▶ **Description of the task**
Look through the entries below and show every line containing the word "sent".

▶ **Input for this task**
//! HTTP client for the OpenWeatherMap 5 day / 3 hour forecast API.
//!
//! One request per position returns the full forecast list (40 entries, three
//! hours apart); [`WeatherService`](crate::WeatherService) picks the entry
//! closest to the time it needs.

use chrono::{DateTime, Utc};
use log::{debug, info};
use reqwest::{Client, StatusCode};
use serde::Deserialize;
use std::sync::atomic::{AtomicU32, Ordering};
use std::time::{Duration, Instant};

use crate::error::RetrievalError;
use crate::weather::{ForecastEntry, WeatherProvider, WeatherSnapshot};
use crate::GpsPoint;

const DEFAULT_BASE_URL: &str = "https://api.openweathermap.org/data/2.5";

/// Configuration for the OpenWeatherMap client.
#[derive(Debug, Clone)]
pub struct OpenWeatherConfig {
    /// API key sent as `appid`
    pub api_key: String,
    /// API root, without trailing slash.
    /// Default: https://api.openweathermap.org/data/2.5
    pub base_url: String,
    /// Unit system requested from the API. The snapshot fields assume "metric".
    /// Default: "metric"
    pub units: String,
    /// Client-side request timeout.
    /// Default: 10 seconds
    pub request_timeout: Duration,
}

impl OpenWeatherConfig {
    pub fn new(api_key: impl Into<String>) -> Self {
        Self {
            api_key: api_key.into(),
            base_url: DEFAULT_BASE_URL.to_string(),
            units: "metric".to_string(),
            request_timeout: Duration::from_secs(10),
        }
    }
}

/// API response for the forecast endpoint
#[derive(Debug, Deserialize)]
struct ForecastResponse {
    list: Vec<ApiForecastItem>,
}

#[derive(Debug, Deserialize)]
struct ApiForecastItem {
    dt: i64,
    main: ApiMain,
    wind: Option<ApiWind>,
    #[serde(default)]
    weather: Vec<ApiCondition>,
    rain: Option<ApiPrecipitation>,
}

#[derive(Debug, Deserialize)]
struct ApiMain {
    temp: f64,
    feels_like: f64,
    humidity: f64,
    pressure: f64,
}

#[derive(Debug, Deserialize)]
struct ApiWind {
    speed: f64,
    #[serde(default)]
    deg: f64,
}

#[derive(Debug, Deserialize)]
struct ApiCondition {
    id: u32,
    main: String,
    description: String,
}

#[derive(Debug, Deserialize)]
struct ApiPrecipitation {
    #[serde(rename = "3h", default)]
    three_hours: f64,
}

#[derive(Debug, Deserialize)]
struct ApiErrorBody {
    message: Option<String>,
}

impl ApiForecastItem {
    fn into_entry(self) -> Result<ForecastEntry, RetrievalError> {
        let time = DateTime::<Utc>::from_timestamp(self.dt, 0)
            .ok_or_else(|| RetrievalError::Decode(format!("invalid forecast timestamp {}", self.dt)))?;

        let (wind_speed, wind_direction_deg) = self.wind.map_or((0.0, 0.0), |w| (w.speed, w.deg));
        let (condition_code, condition, description) = match self.weather.into_iter().next() {
            Some(c) => (c.id, c.main, c.description),
            None => (0, "Unknown".to_string(), "No data".to_string()),
        };

        Ok(ForecastEntry {
            time,
            snapshot: WeatherSnapshot {
                temperature: self.main.temp,
                feels_like: self.main.feels_like,
                humidity: self.main.humidity,
                pressure: self.main.pressure,
                wind_speed,
                wind_direction_deg,
                precipitation_mm: self.rain.map_or(0.0, |r| r.three_hours),
                condition_code,
                condition,
                description,
            },
        })
    }
}

/// Decode a forecast response body into entries.
pub fn parse_forecast_response(body: &[u8]) -> Result<Vec<ForecastEntry>, RetrievalError> {
    let data: ForecastResponse = serde_json::from_slice(body)
        .map_err(|e| RetrievalError::Decode(format!("JSON parse error: {}", e)))?;

    data.list.into_iter().map(ApiForecastItem::into_entry).collect()
}

/// Human readable message for a failed response: the API's own `message`
/// when the body carries one, the status reason otherwise.
fn error_message(status: StatusCode, body: &[u8]) -> String {
    serde_json::from_slice::<ApiErrorBody>(body)
        .ok()
        .and_then(|b| b.message)
        .unwrap_or_else(|| status.canonical_reason().unwrap_or("Unknown error").to_string())
}

/// Forecast provider backed by OpenWeatherMap.
pub struct OpenWeatherProvider {
    client: Client,
    config: OpenWeatherConfig,
    request_count: AtomicU32,
}

impl OpenWeatherProvider {
    pub fn new(config: OpenWeatherConfig) -> Result<Self, RetrievalError> {
        let client = Client::builder()
            .pool_idle_timeout(Duration::from_secs(60))
            .tcp_keepalive(Duration::from_secs(30))
            .timeout(config.request_timeout)
            .build()
            .map_err(|e| RetrievalError::Transport(format!("Failed to create HTTP client: {}", e)))?;

        Ok(Self {
            client,
            config,
            request_count: AtomicU32::new(0),
        })
    }

    fn forecast_url(&self) -> String {
        format!("{}/forecast", self.config.base_url.trim_end_matches('/'))
    }

    /// Requests sent so far.
    pub fn request_count(&self) -> u32 {
        self.request_count.load(Ordering::Relaxed)
    }
}

impl WeatherProvider for OpenWeatherProvider {
    async fn forecast(
        &self,
        position: GpsPoint,
        _time: DateTime<Utc>,
    ) -> Result<Vec<ForecastEntry>, RetrievalError> {
        let request_num = self.request_count.fetch_add(1, Ordering::Relaxed) + 1;
        let req_start = Instant::now();

        let response = self
            .client
            .get(self.forecast_url())
            .query(&[
                ("lat", position.latitude.to_string()),
                ("lon", position.longitude.to_string()),
                ("appid", self.config.api_key.clone()),
                ("units", self.config.units.clone()),
            ])
            .send()
            .await
            .map_err(|e| {
                if e.is_timeout() {
                    RetrievalError::Timeout(self.config.request_timeout)
                } else {
                    RetrievalError::Transport(e.to_string())
                }
            })?;

        let status = response.status();
        let headers_elapsed = req_start.elapsed();

        let bytes = response
            .bytes()
            .await
            .map_err(|e| RetrievalError::Transport(format!("Body download error: {}", e)))?;

        if !status.is_success() {
            return Err(RetrievalError::Http {
                status: status.as_u16(),
                message: error_message(status, &bytes),
            });
        }

        let entries = parse_forecast_response(&bytes)?;

        debug!(
            "[OpenWeather #{}] ({:.4}, {:.4}) headers={:?} total={:?} {:.1}KB",
            request_num,
            position.latitude,
            position.longitude,
            headers_elapsed,
            req_start.elapsed(),
            bytes.len() as f64 / 1024.0
        );
        info!(
            "[OpenWeather #{}] {} forecast entries for ({:.4}, {:.4})",
            request_num,
            entries.len(),
            position.latitude,
            position.longitude
        );

        Ok(entries)
    }
}

#[cfg(test)]
mod tests {
    use super::*;

    const SAMPLE_RESPONSE: &str = r#"{
        "cod": "200",
        "cnt": 2,
        "list": [
            {
                "dt": 1780300800,
                "main": {"temp": 17.4, "feels_like": 16.9, "humidity": 71, "pressure": 1014},
                "weather": [{"id": 500, "main": "Rain", "description": "light rain", "icon": "10d"}],
                "wind": {"speed": 5.2, "deg": 250, "gust": 8.1},
                "rain": {"3h": 0.62},
                "dt_txt": "2026-06-01 08:00:00"
            },
            {
                "dt": 1780311600,
                "main": {"temp": 21.0, "feels_like": 20.6, "humidity": 55, "pressure": 1015},
                "weather": [{"id": 801, "main": "Clouds", "description": "few clouds", "icon": "02d"}],
                "wind": {"speed": 3.1},
                "dt_txt": "2026-06-01 11:00:00"
            }
        ],
        "city": {"name": "Barcelona"}
    }"#;

    #[test]
    fn test_parse_forecast_response() {
        let entries = parse_forecast_response(SAMPLE_RESPONSE.as_bytes()).unwrap();
        assert_eq!(entries.len(), 2);

        let first = &entries[0];
        assert_eq!(first.time, DateTime::<Utc>::from_timestamp(1_780_300_800, 0).unwrap());
        assert_eq!(first.snapshot.temperature, 17.4);
        assert_eq!(first.snapshot.humidity, 71.0);
        assert_eq!(first.snapshot.wind_direction_deg, 250.0);
        assert_eq!(first.snapshot.precipitation_mm, 0.62);
        assert_eq!(first.snapshot.condition_code, 500);
        assert_eq!(first.snapshot.condition, "Rain");
        assert_eq!(first.snapshot.description, "light rain");
    }

    #[test]
    fn test_missing_rain_and_wind_direction_default_to_zero() {
        let entries = parse_forecast_response(SAMPLE_RESPONSE.as_bytes()).unwrap();
        assert_eq!(entries[1].snapshot.precipitation_mm, 0.0);
        assert_eq!(entries[1].snapshot.wind_direction_deg, 0.0);
        assert_eq!(entries[1].snapshot.wind_speed, 3.1);
    }

    #[test]
    fn test_malformed_body_is_decode_error() {
        let result = parse_forecast_response(b"<html>bad gateway</html>");
        assert!(matches!(result, Err(RetrievalError::Decode(_))));
    }

    #[test]
    fn test_error_message_prefers_api_message() {
        let body = br#"{"cod": 401, "message": "Invalid API key. Please see https://openweathermap.org/faq#error401 for more info."}"#;
        let message = error_message(StatusCode::UNAUTHORIZED, body);
        assert!(message.starts_with("Invalid API key"));

        assert_eq!(error_message(StatusCode::BAD_GATEWAY, b""), "Bad Gateway");
    }

    #[test]
    fn test_forecast_url_trims_trailing_slash() {
        let mut config = OpenWeatherConfig::new("key");
        config.base_url = "http://localhost:8080/data/2.5/".to_string();
        let provider = OpenWeatherProvider::new(config).unwrap();
        assert_eq!(provider.forecast_url(), "http://localhost:8080/data/2.5/forecast");
        assert_eq!(provider.request_count(), 0);
    }
}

▶ **Expected answer**
    /// API key sent as `appid`
    /// Requests sent so far.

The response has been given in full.